West Johnson, vice president for Wellspring+Stockamp, Huron Consulting Group, headquartered in Chicago, says health systems would do well to adopt a process-manufacturing model to treat patients with similar ailments.
“Every patient has unique needs, but the notion of treating them all as absolutely unique is not going to work,” he says. “The ability for individual physician decision-making will go down, because what today is largely independent will be tightly linked.”
Currently, and for a few years yet, physicians and hospitals bill separately for each piece of service done during a patient’s course of care. But a game-changer is on the horizon, as bundled payment demonstration projects take off. Such a payment would in theory cover all treatments of the episode of care from its inception to 30 days after, says Johnson. “Modeling yourself after the Geisingers is somewhat myopic—those that are already in the clinic model have an early mover advantage in integration between physician hospital operations, but that doesn’t mean they will be the leaders in developing the next generation of clinical protocols that will be effective and efficient,” he says. “Those that have developed protocols over the years can also be pretty hidebound and slow to change.
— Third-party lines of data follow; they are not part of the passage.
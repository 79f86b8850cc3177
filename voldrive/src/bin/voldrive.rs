//! Command-line front-end: one volume request per invocation, JSON out.

use std::path::PathBuf;

use anyhow::{Context as _, anyhow};
use clap::{ArgAction, Args, Parser, Subcommand};
use voldrive::config::EnvSnapshot;
use voldrive::driver::{
    VolumeAttachOpts, VolumeCreateOpts, VolumeDetachOpts, VolumeInspectOpts, VolumeMountOpts,
    VolumeRemoveOpts, VolumeUnmountOpts, VolumesOpts,
};
use voldrive::executor::Isolation;
use voldrive::router::{VolumeOp, VolumeRequest};
use voldrive::runtime::{VoldriveOptions, VoldriveRuntime};

#[derive(Parser, Debug)]
#[command(name = "voldrive", version, about = "Volume orchestration", disable_help_flag = true)]
struct Cli {
    /// Config file (default: <home>/etc/voldrive/config.yml, ~/.voldrive/config.yml)
    #[arg(short = 'c', long = "config", value_name = "FILE", global = true)]
    config: Option<PathBuf>,

    /// Log level: error, warn, info, debug, trace
    #[arg(short = 'l', long = "logLevel", value_name = "LEVEL", global = true)]
    log_level: Option<String>,

    /// Host address
    #[arg(short = 'h', long, value_name = "ADDR", global = true)]
    host: Option<String>,

    /// Service to address (default: voldrive.service)
    #[arg(short = 's', long, value_name = "NAME", global = true)]
    service: Option<String>,

    /// Executor isolation: process or inprocess
    #[arg(long, value_name = "MODE", global = true)]
    isolation: Option<Isolation>,

    #[arg(long, action = ArgAction::Help, global = true)]
    help: Option<bool>,

    #[command(subcommand)]
    command: Command,
}

#[derive(Subcommand, Debug)]
enum Command {
    /// Volume operations
    #[command(subcommand)]
    Volume(VolumeCommand),
}

#[derive(Subcommand, Debug)]
enum VolumeCommand {
    /// List volumes
    #[command(alias = "list")]
    Ls {
        /// Include attachment records
        #[arg(short = 'a', long)]
        attachments: bool,
        /// Only volumes attached to this host
        #[arg(short = 'm', long)]
        mine: bool,
    },
    /// Show one volume by id or name
    Inspect {
        volume: String,
        #[arg(short = 'a', long)]
        attachments: bool,
    },
    /// Create a volume
    Create(CreateArgs),
    /// Remove a volume
    #[command(alias = "remove")]
    Rm {
        volume: String,
        #[arg(short = 'f', long)]
        force: bool,
    },
    /// Attach a volume to this host
    Attach {
        volume: String,
        #[arg(short = 'f', long)]
        force: bool,
    },
    /// Detach a volume from this host
    Detach {
        volume: String,
        #[arg(short = 'f', long)]
        force: bool,
    },
    /// Attach if needed and mount a volume
    Mount {
        volume: String,
        /// Mount point (default: chosen by the driver)
        #[arg(short = 't', long, value_name = "PATH")]
        target: Option<PathBuf>,
        #[arg(long)]
        read_only: bool,
    },
    /// Unmount a volume
    Unmount {
        volume: String,
        #[arg(short = 'f', long)]
        force: bool,
    },
    /// Print a volume's mount point
    Path { volume: String },
}

#[derive(Args, Debug)]
struct CreateArgs {
    name: String,
    #[arg(long, value_name = "GB")]
    size: Option<u64>,
    #[arg(long = "type", value_name = "TYPE")]
    volume_type: Option<String>,
    #[arg(long)]
    iops: Option<u64>,
    #[arg(long = "availabilityZone", value_name = "ZONE")]
    availability_zone: Option<String>,
    #[arg(long)]
    encrypted: bool,
}

impl VolumeCommand {
    fn into_op(self) -> VolumeOp {
        match self {
            VolumeCommand::Ls { attachments, mine } => VolumeOp::Volumes {
                opts: VolumesOpts { attachments, mine },
            },
            VolumeCommand::Inspect {
                volume,
                attachments,
            } => VolumeOp::Inspect {
                volume,
                opts: VolumeInspectOpts { attachments },
            },
            VolumeCommand::Create(args) => VolumeOp::Create {
                name: args.name,
                opts: VolumeCreateOpts {
                    size_gb: args.size,
                    volume_type: args.volume_type,
                    iops: args.iops,
                    availability_zone: args.availability_zone,
                    encrypted: args.encrypted,
                    ..Default::default()
                },
            },
            VolumeCommand::Rm { volume, force } => VolumeOp::Remove {
                volume,
                opts: VolumeRemoveOpts { force },
            },
            VolumeCommand::Attach { volume, force } => VolumeOp::Attach {
                volume,
                opts: VolumeAttachOpts {
                    force,
                    ..Default::default()
                },
            },
            VolumeCommand::Detach { volume, force } => VolumeOp::Detach {
                volume,
                opts: VolumeDetachOpts { force },
            },
            VolumeCommand::Mount {
                volume,
                target,
                read_only,
            } => VolumeOp::Mount {
                volume,
                opts: VolumeMountOpts { target, read_only },
            },
            VolumeCommand::Unmount { volume, force } => VolumeOp::Unmount {
                volume,
                opts: VolumeUnmountOpts { force },
            },
            VolumeCommand::Path { volume } => VolumeOp::Path { volume },
        }
    }
}

#[tokio::main]
async fn main() -> anyhow::Result<()> {
    let cli = Cli::parse();

    let options = VoldriveOptions {
        config_file: cli.config,
        log_level: cli.log_level,
        host: cli.host,
        service: cli.service,
        isolation: cli.isolation,
        ..Default::default()
    };
    let runtime = VoldriveRuntime::new(options, EnvSnapshot::from_process())
        .context("failed to start voldrive")?;

    let service = runtime
        .default_service()
        .ok_or_else(|| anyhow!("no service given; pass -s or set voldrive.service"))?;

    let Command::Volume(command) = cli.command;
    let op = command.into_op();
    let operation = op.name();

    let reply = runtime
        .router()
        .handle(&runtime.request_context(), VolumeRequest::new(service, op))
        .await
        .with_context(|| format!("volume {} failed", operation))?;

    println!("{}", serde_json::to_string_pretty(&reply)?);
    Ok(())
}
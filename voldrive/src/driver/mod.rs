//! Storage drivers and their registry.
//!
//! A driver is the API-facing half of a backend: it owns policy and the
//! provider's control plane, and delegates host-local work to the executor
//! bound to the same name (see [`crate::executor`]).

mod instance;
pub mod types;

use std::path::PathBuf;
use std::sync::Arc;

use async_trait::async_trait;
use voldrive_shared::errors::{VoldriveError, VoldriveResult};

use crate::config::Config;
use crate::context::Context;
use crate::registry::{OverridePolicy, Registry};

pub use instance::DriverInstance;
pub use types::{
    AttachmentState, MountInfo, Volume, VolumeAttachOpts, VolumeAttachment, VolumeCreateOpts,
    VolumeDetachOpts, VolumeInspectOpts, VolumeMountOpts, VolumeRemoveOpts, VolumeUnmountOpts,
    VolumesOpts,
};

/// Capability surface of a storage backend.
///
/// `init` is called exactly once, before any other operation, with the
/// configuration scoped to the service the instance serves. Operations a
/// provider cannot perform keep the default `Unsupported` implementation.
#[async_trait]
pub trait StorageDriver: Send + Sync {
    fn name(&self) -> &str;

    async fn init(&self, ctx: &Context, config: &Config) -> VoldriveResult<()>;

    async fn volumes(&self, ctx: &Context, opts: &VolumesOpts) -> VoldriveResult<Vec<Volume>>;

    /// Look up a volume by id or name.
    async fn inspect(
        &self,
        ctx: &Context,
        volume: &str,
        opts: &VolumeInspectOpts,
    ) -> VoldriveResult<Volume>;

    async fn create(
        &self,
        ctx: &Context,
        name: &str,
        opts: &VolumeCreateOpts,
    ) -> VoldriveResult<Volume>;

    async fn remove(&self, ctx: &Context, volume: &str, opts: &VolumeRemoveOpts)
    -> VoldriveResult<()>;

    async fn attach(
        &self,
        _ctx: &Context,
        volume: &str,
        _opts: &VolumeAttachOpts,
    ) -> VoldriveResult<VolumeAttachment> {
        Err(unsupported(self.name(), "attach", volume))
    }

    async fn detach(
        &self,
        _ctx: &Context,
        volume: &str,
        _opts: &VolumeDetachOpts,
    ) -> VoldriveResult<Volume> {
        Err(unsupported(self.name(), "detach", volume))
    }

    async fn mount(
        &self,
        _ctx: &Context,
        volume: &str,
        _opts: &VolumeMountOpts,
    ) -> VoldriveResult<MountInfo> {
        Err(unsupported(self.name(), "mount", volume))
    }

    async fn unmount(
        &self,
        _ctx: &Context,
        volume: &str,
        _opts: &VolumeUnmountOpts,
    ) -> VoldriveResult<Volume> {
        Err(unsupported(self.name(), "unmount", volume))
    }

    /// Mount point of a volume on this host, `None` when not mounted.
    async fn path(&self, _ctx: &Context, volume: &str) -> VoldriveResult<Option<PathBuf>> {
        Err(unsupported(self.name(), "path", volume))
    }
}

fn unsupported(driver: &str, op: &str, volume: &str) -> VoldriveError {
    VoldriveError::Unsupported(format!("driver {} cannot {} {}", driver, op, volume))
}

pub type DriverConstructor = Arc<dyn Fn() -> Box<dyn StorageDriver> + Send + Sync>;

/// Driver contributed by a linked backend module.
pub struct DriverRegistration {
    pub name: &'static str,
    pub constructor: fn() -> Box<dyn StorageDriver>,
}

inventory::collect!(DriverRegistration);

/// Driver name -> constructor, populated during bring-up and then sealed.
pub struct DriverRegistry {
    inner: Registry<DriverConstructor>,
}

impl DriverRegistry {
    pub fn new(policy: OverridePolicy) -> Self {
        Self {
            inner: Registry::new("driver", policy),
        }
    }

    /// A registry holding every driver linked into this binary.
    pub fn linked(policy: OverridePolicy) -> VoldriveResult<Self> {
        let mut registry = Self::new(policy);
        for reg in inventory::iter::<DriverRegistration> {
            let constructor = reg.constructor;
            registry.register(reg.name, move || constructor())?;
        }
        Ok(registry)
    }

    pub fn register<F>(&mut self, name: &str, constructor: F) -> VoldriveResult<()>
    where
        F: Fn() -> Box<dyn StorageDriver> + Send + Sync + 'static,
    {
        self.inner.register(name, Arc::new(constructor))?;
        tracing::debug!(driver = %name, "Registered storage driver");
        Ok(())
    }

    /// A fresh, uninitialized driver.
    pub fn new_driver(&self, name: &str) -> VoldriveResult<Box<dyn StorageDriver>> {
        let constructor = self
            .inner
            .get(name)
            .ok_or_else(|| VoldriveError::NotFound(format!("driver {}", name)))?;
        Ok(constructor())
    }

    pub fn contains(&self, name: &str) -> bool {
        self.inner.contains(name)
    }

    pub fn names(&self) -> Vec<&str> {
        self.inner.names()
    }

    pub fn seal(&mut self) {
        self.inner.seal();
    }

    pub fn is_sealed(&self) -> bool {
        self.inner.is_sealed()
    }
}

impl std::fmt::Debug for DriverRegistry {
    fn fmt(&self, f: &mut std::fmt::Formatter<'_>) -> std::fmt::Result {
        f.debug_struct("DriverRegistry")
            .field("drivers", &self.names())
            .field("sealed", &self.is_sealed())
            .finish()
    }
}

#[cfg(test)]
mod tests {
    use super::*;
    use parking_lot::Mutex;

    /// Remembers the volumes created through it.
    struct Counting {
        name: &'static str,
        created: Mutex<Vec<Volume>>,
    }

    #[async_trait]
    impl StorageDriver for Counting {
        fn name(&self) -> &str {
            self.name
        }

        async fn init(&self, _ctx: &Context, _config: &Config) -> VoldriveResult<()> {
            Ok(())
        }

        async fn volumes(&self, _ctx: &Context, _opts: &VolumesOpts) -> VoldriveResult<Vec<Volume>> {
            Ok(self.created.lock().clone())
        }

        async fn inspect(
            &self,
            _ctx: &Context,
            volume: &str,
            _opts: &VolumeInspectOpts,
        ) -> VoldriveResult<Volume> {
            Err(VoldriveError::NotFound(volume.to_string()))
        }

        async fn create(
            &self,
            _ctx: &Context,
            name: &str,
            opts: &VolumeCreateOpts,
        ) -> VoldriveResult<Volume> {
            let volume = Volume {
                id: format!("{}-{}", self.name, name),
                name: name.to_string(),
                size_gb: opts.size_gb,
                volume_type: None,
                iops: None,
                availability_zone: None,
                encrypted: false,
                attachments: Vec::new(),
                fields: Default::default(),
                created_at: chrono::Utc::now(),
            };
            self.created.lock().push(volume.clone());
            Ok(volume)
        }

        async fn remove(
            &self,
            _ctx: &Context,
            _volume: &str,
            _opts: &VolumeRemoveOpts,
        ) -> VoldriveResult<()> {
            Ok(())
        }
    }

    fn counting(name: &'static str) -> impl Fn() -> Box<dyn StorageDriver> + Send + Sync {
        move || -> Box<dyn StorageDriver> {
            Box::new(Counting {
                name,
                created: Mutex::new(Vec::new()),
            })
        }
    }

    #[test]
    fn test_new_driver_case_insensitive() {
        let mut registry = DriverRegistry::new(OverridePolicy::Reject);
        registry.register("Alpha", counting("alpha")).unwrap();

        assert_eq!(registry.new_driver("ALPHA").unwrap().name(), "alpha");
        assert!(matches!(
            registry.new_driver("beta"),
            Err(VoldriveError::NotFound(_))
        ));
    }

    #[test]
    fn test_duplicate_keeps_original() {
        let mut registry = DriverRegistry::new(OverridePolicy::Reject);
        registry.register("alpha", counting("first")).unwrap();
        let err = registry.register("ALPHA", counting("second")).unwrap_err();

        assert!(matches!(err, VoldriveError::DuplicateDriver(_)));
        assert_eq!(registry.new_driver("alpha").unwrap().name(), "first");
    }

    #[test]
    fn test_replace_policy() {
        let mut registry = DriverRegistry::new(OverridePolicy::Replace);
        registry.register("alpha", counting("first")).unwrap();
        registry.register("alpha", counting("second")).unwrap();
        assert_eq!(registry.new_driver("alpha").unwrap().name(), "second");
        assert_eq!(registry.names(), vec!["alpha"]);
    }

    #[tokio::test]
    async fn test_distinct_names_never_share_state() {
        let mut registry = DriverRegistry::new(OverridePolicy::Reject);
        registry.register("a", counting("a")).unwrap();
        registry.register("b", counting("b")).unwrap();

        let ctx = Context::background();
        let a = registry.new_driver("a").unwrap();
        let b = registry.new_driver("b").unwrap();
        let a2 = registry.new_driver("a").unwrap();
        a.create(&ctx, "v", &VolumeCreateOpts::default()).await.unwrap();
        a.create(&ctx, "w", &VolumeCreateOpts::default()).await.unwrap();

        let names = |volumes: Vec<Volume>| volumes.into_iter().map(|v| v.name).collect::<Vec<_>>();
        let opts = VolumesOpts::default();
        assert_eq!(names(a.volumes(&ctx, &opts).await.unwrap()), vec!["v", "w"]);
        // Neither another name nor a second value of the same name sees them.
        assert!(b.volumes(&ctx, &opts).await.unwrap().is_empty());
        assert!(a2.volumes(&ctx, &opts).await.unwrap().is_empty());

        b.create(&ctx, "x", &VolumeCreateOpts::default()).await.unwrap();
        assert_eq!(names(a.volumes(&ctx, &opts).await.unwrap()), vec!["v", "w"]);
        assert_eq!(names(b.volumes(&ctx, &opts).await.unwrap()), vec!["x"]);
    }

    #[test]
    fn test_sealed_registry_rejects_register() {
        let mut registry = DriverRegistry::new(OverridePolicy::Reject);
        registry.seal();
        assert!(matches!(
            registry.register("late", counting("late")),
            Err(VoldriveError::InvalidState(_))
        ));
    }

    #[cfg(feature = "driver-vfs")]
    #[test]
    fn test_linked_contains_vfs() {
        let registry = DriverRegistry::linked(OverridePolicy::Reject).unwrap();
        assert!(registry.contains("vfs"));
    }
}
You’ll see people who are nimble and will cast aside the prior status quo.”
In addition to its physician-owned medical group, Henry Ford deals heavily with about 2,000 private physicians.
“We’re working hard to create an attractive opportunity so they can be more aligned with us,” Schlichting says. “We want them to have the tools and support activities that our Henry Ford group has.” She and her executive team are exploring the creation of centers of excellence in tertiary and high-tech areas that would involve private physicians.
Though the federal government has not yet specified that hospitals would be in charge of distributing reimbursement under a bundled payment regime, Banner’s Fine is hoping it will be, “because it’s the ideal place in most cases to coordinate care and the most expensive services are provided there.”